### Your goal
Scan the records below and copy every line that contains the string "HealthResponse".

### Data in this exercise

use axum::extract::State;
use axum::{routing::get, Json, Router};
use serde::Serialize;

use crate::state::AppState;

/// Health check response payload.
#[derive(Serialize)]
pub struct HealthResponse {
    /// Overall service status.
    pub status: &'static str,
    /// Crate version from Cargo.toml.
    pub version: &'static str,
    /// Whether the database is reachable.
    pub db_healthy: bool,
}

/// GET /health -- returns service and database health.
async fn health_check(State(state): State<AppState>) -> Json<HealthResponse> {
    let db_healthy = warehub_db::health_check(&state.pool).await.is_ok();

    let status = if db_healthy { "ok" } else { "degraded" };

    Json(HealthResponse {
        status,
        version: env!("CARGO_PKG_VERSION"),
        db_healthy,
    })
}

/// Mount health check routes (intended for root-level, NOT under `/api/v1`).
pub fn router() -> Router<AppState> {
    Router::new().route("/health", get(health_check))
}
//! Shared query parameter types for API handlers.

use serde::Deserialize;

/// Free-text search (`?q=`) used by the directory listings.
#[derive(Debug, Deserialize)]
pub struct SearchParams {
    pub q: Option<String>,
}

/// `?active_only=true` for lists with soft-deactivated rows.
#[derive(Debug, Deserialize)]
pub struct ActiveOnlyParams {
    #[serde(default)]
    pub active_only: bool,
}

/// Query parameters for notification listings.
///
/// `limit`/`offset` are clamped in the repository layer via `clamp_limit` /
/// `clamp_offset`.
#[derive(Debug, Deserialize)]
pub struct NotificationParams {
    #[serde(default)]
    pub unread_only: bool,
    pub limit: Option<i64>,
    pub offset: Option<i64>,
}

### Task output
pub struct HealthResponse {
async fn health_check(State(state): State<AppState>) -> Json<HealthResponse> {
    Json(HealthResponse {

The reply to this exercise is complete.